Second, yeast is placed further from the animals than the plants are — that is also not correct. Yeast (and indeed all Fungi) actually belong together with the animals in the group Opisthokonta.

It is often seen that a phylogeny based on a single gene differs from the real phylogeny of the species. There are a number of reasons for why this happens, but one important one is simply the stochastic nature of mutations: Occasionally a gene will be most similar to the gene from a non-sister species, for entirely random reasons. This phenomenon tends to disappear as more sequence data is included in the analysis (the law of large numbers).

Step 9

  1. 54 results.
    Search string: (protein_name:"ribosomal protein l3") AND (taxonomy_id:2759) AND (fragment:false) AND (reviewed:true)
  2. 8 and 2k7 results, respectively.
    Search strings: (protein_name:"ribosomal protein l3") AND (taxonomy_id:2759) AND (fragment:false) AND (reviewed:true) AND (cc_scl_term:SL-0173)
    and (protein_name:"ribosomal protein l3") AND (taxonomy_id:2759) AND (fragment:false) AND (reviewed:true) AND (cc_scl_term:SL-0086)
    Under the Download tab in UniProt, select "Download all", "FASTA (canonical)" and "Uncompressed".
  3. Then use a plain text editor to combine them. Combined FASTA file is here: Ribosomal_proteins_34.fasta.txt

Step 10

Open the FASTA file with the 34 ribosomal protein sequences in Seaview, make sure Alignment options is set to "clustalo", and align all sequences.
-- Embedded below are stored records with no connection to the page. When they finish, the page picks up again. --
//! Fluent builder for constructing a [`Sim`].

use std::sync::Arc;

use eph_agent::AgentStore;
use eph_control::{ActionModel, Decision, PredictiveModel};
use eph_core::Vec2;
use eph_perception::Perception;
use eph_world::{DynamicsIntegrator, World};
use tracing::{info, warn};

use crate::{EphConfig, Sim, SimError, SimResult};

/// Fluent builder for [`Sim<M>`].
///
/// # Required inputs
///
/// - [`EphConfig`]: every recognized option; validated in `build`
/// - [`AgentStore`]: from [`eph_agent::AgentStoreBuilder`]
/// - `M: ActionModel`: usually [`EphConfig::controller_model`]
///
/// # Optional inputs
///
/// | Method             | Default                         |
/// |--------------------|---------------------------------|
/// | `.predictor(m)`    | None (see `use_predictor`)      |
/// | `.warm_start(v)`   | The store's `last_action`       |
pub struct SimBuilder<M: ActionModel> {
    config:     EphConfig,
    agents:     AgentStore,
    model:      M,
    predictor:  Option<Arc<dyn PredictiveModel>>,
    warm_start: Option<Vec<Vec2>>,
}

impl<M: ActionModel> SimBuilder<M> {
    pub fn new(config: EphConfig, agents: AgentStore, model: M) -> Self {
        Self { config, agents, model, predictor: None, warm_start: None }
    }

    /// Supply the externally loaded predictive model, shared read-only by all
    /// agents.
    pub fn predictor(mut self, model: Arc<dyn PredictiveModel>) -> Self {
        self.predictor = Some(model);
        self
    }

    /// Initial optimizer starting points, one per agent.
    pub fn warm_start(mut self, actions: Vec<Vec2>) -> Self {
        self.warm_start = Some(actions);
        self
    }

    /// Validate every input and return a ready-to-run [`Sim`].
    pub fn build(self) -> SimResult<Sim<M>> {
        self.config.validate()?;
        let mut agents = self.agents;
        let agent_count = agents.count;

        if let Some(actions) = self.warm_start {
            if actions.len() != agent_count {
                return Err(SimError::AgentCountMismatch {
                    expected: agent_count,
                    got:      actions.len(),
                    what:     "warm starts",
                });
            }
            agents.last_action = actions;
        }

        let world = World::new(&self.config.world)?;
        for p in &mut agents.position {
            *p = world.torus.wrap(*p);
        }

        let perception = Perception::new(self.config.spm.clone(), self.config.haze.clone())?;
        let integrator = DynamicsIntegrator::new(
            self.config.dynamics.clone(),
            self.config.limits,
            self.config.sim.dt,
        )?;

        if self.config.use_predictor && self.predictor.is_none() {
            warn!("predictive model enabled but no model supplied; running reactive without surprise");
        }
        info!(
            agents = agent_count,
            model = self.model.name(),
            predictor = self.predictor.is_some(),
            ticks = self.config.sim.total_ticks,
            "simulation built"
        );

        #[cfg(feature = "parallel")]
        let pool = match self.config.sim.num_threads {
            Some(n) => Some(
                rayon::ThreadPoolBuilder::new()
                    .num_threads(n)
                    .build()
                    .map_err(|e| SimError::Config(format!("thread pool: {e}")))?,
            ),
            None => None,
        };

        let sensing_radius = self.config.spm.d_max;
        Ok(Sim {
            clock:          self.config.sim.make_clock(),
            config:         self.config,
            agents,
            world,
            perception,
            integrator,
            model:          self.model,
            predictor:      self.predictor,
            decisions:      vec![Decision::default(); agent_count],
            sensing_radius,
            #[cfg(feature = "parallel")]
            pool,
        })
    }
}
//! Seeded randomness for scenario construction and randomized tests.
//!
//! The per-tick pipeline is deterministic; randomness only enters through
//! spawn jitter and test sweeps, so one stream per scenario is enough.

use rand::distributions::uniform::{SampleRange, SampleUniform};
use rand::rngs::SmallRng;
use rand::{Rng, SeedableRng};

use crate::geo::Vec2;

/// Scenario RNG.  The same seed always lays out the same scene.
pub struct SimRng(SmallRng);

impl SimRng {
    pub fn new(seed: u64) -> Self {
        SimRng(SmallRng::seed_from_u64(seed))
    }

    #[inline]
    pub fn gen_range<T: SampleUniform, R: SampleRange<T>>(&mut self, range: R) -> T {
        self.0.gen_range(range)
    }

    /// Uniform offset in the box `[-half, half]²`; zero for `half <= 0`.
    pub fn jitter(&mut self, half: f64) -> Vec2 {
        if !(half > 0.0) {
            return Vec2::ZERO;
        }
        Vec2::new(self.0.gen_range(-half..=half), self.0.gen_range(-half..=half))
    }
}
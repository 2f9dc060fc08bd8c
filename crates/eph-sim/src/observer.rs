//! Simulation observer trait for progress reporting and data collection.

use eph_agent::AgentStore;
use eph_control::Decision;
use eph_core::Tick;

/// Aggregate diagnostics for one committed tick.
#[derive(Clone, Copy, Debug, Default, PartialEq)]
pub struct TickSummary {
    pub tick:                  Tick,
    pub agents:                usize,
    /// Mean EFE over agents whose objective was finite.
    pub mean_efe:              f64,
    pub mean_haze:             f64,
    pub mean_speed:            f64,
    /// Decisions whose optimizer hit `max_iter` above the threshold.
    pub non_converged:         usize,
    /// Decisions made without the requested predictive model.
    pub predictor_unavailable: usize,
    pub agent_contacts:        usize,
    pub obstacle_contacts:     usize,
    /// Trail deposits committed to the environmental haze grid.
    pub haze_deposits:         usize,
    /// Agents whose stall level is above zero after the commit.
    pub stalled:               usize,
}

impl TickSummary {
    pub(crate) fn collect(tick: Tick, agents: &AgentStore, decisions: &[Decision]) -> Self {
        let n = decisions.len();
        let finite: Vec<f64> = decisions
            .iter()
            .map(|d| d.diagnostics.efe)
            .filter(|e| e.is_finite())
            .collect();
        let mean = |sum: f64, count: usize| if count == 0 { 0.0 } else { sum / count as f64 };
        Self {
            tick,
            agents: n,
            mean_efe: mean(finite.iter().sum(), finite.len()),
            mean_haze: mean(decisions.iter().map(|d| d.diagnostics.haze).sum(), n),
            mean_speed: agents.mean_speed(),
            non_converged: decisions.iter().filter(|d| !d.diagnostics.converged).count(),
            predictor_unavailable: decisions
                .iter()
                .filter(|d| d.diagnostics.predictor_unavailable)
                .count(),
            stalled: agents.stall_haze.iter().filter(|&&h| h > 0.0).count(),
            ..Self::default()
        }
    }
}

/// Callbacks invoked by [`Sim::run`][crate::Sim::run] at key points in the
/// tick loop.
///
/// All methods have default no-op implementations so implementors only need to
/// override what they care about.
///
/// # Example
///
/// ```rust,ignore
/// struct Progress { interval: u64 }
///
/// impl SimObserver for Progress {
///     fn on_tick_end(&mut self, s: &TickSummary) {
///         if s.tick.0 % self.interval == 0 {
///             println!("{}: mean EFE {:.3}", s.tick, s.mean_efe);
///         }
///     }
/// }
/// ```
pub trait SimObserver {
    /// Called at the very start of each tick, before any processing.
    fn on_tick_start(&mut self, _tick: Tick) {}

    /// Called after the commit phase of each tick.
    fn on_tick_end(&mut self, _summary: &TickSummary) {}

    /// Called at snapshot intervals (every `sim.output_interval_ticks` ticks).
    ///
    /// `agents` is the committed state after this tick; `decisions[i]` is the
    /// action and diagnostics agent `i` chose during it.
    fn on_snapshot(&mut self, _tick: Tick, _agents: &AgentStore, _decisions: &[Decision]) {}

    /// Called once after the final tick completes.
    fn on_sim_end(&mut self, _final_tick: Tick) {}
}

/// A [`SimObserver`] that does nothing.
pub struct NoopObserver;

impl SimObserver for NoopObserver {}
Then make an NJ tree (with Ignore all gap sites unchecked) and change the view to "circular". Here is the result:

And here is the unrooted Newick tree file.


Step 11

Here is the rerooted tree made by Seaview:

Step 12

Here is the rerooted tree made by iTOL:

Yes, there is a difference: The tree from iTOL has the mitochondrial tips further to the right, while the tree from Seaview has the mitochondrial tips approximately aligned with the cytoplasmic ones. Note that when you select a branch for rerooting, the exact placement of the root on that branch is arbitrary. iTOL chooses the midpoint of the selected branch, while Seaview chooses a point that is closer to the midpoint of the entire tree. Without external information, it is not possible to say which method is most correct.

Step 13

Here is the annotated tree, with blue circles marking the most recent common ancestor of human and yeast, and the green circles marking the most recent common ancestor of human and mouse:

Step 14

  1. The mitochondrial proteins are more closely related to each other than to their respective cytoplasmic counterparts. This could indicate that mitochondria have appeared only once in evolution.
  2. There are two differences: In the mitochondria, Bovine (cow) is the sister group to Human, while in the cytoplasmic proteins, Mouse+Rat comprise the sister group to Human+Macaque. Also, in the mitochondria, Yeast branches out before Arabidopsis on the way to Human, while in the cytoplasmic proteins, the plants including Arabidopsis branch out (slightly) before the fungi including Yeast. In both aspects, the cytoplasmic tree is more correct.
  3. There are more mutations per time unit in the mitochondrial part of the tree. This is evident from the fact that the horizontal distance between the blue and the green circle is larger in the mitochondrial subtree (by approximately a factor 2). Note that the two blue circles represent the same time point in evolutionary history, as do the two green circles. Note also that the branch lengths are proportional to the number of substitutions (accepted mutations).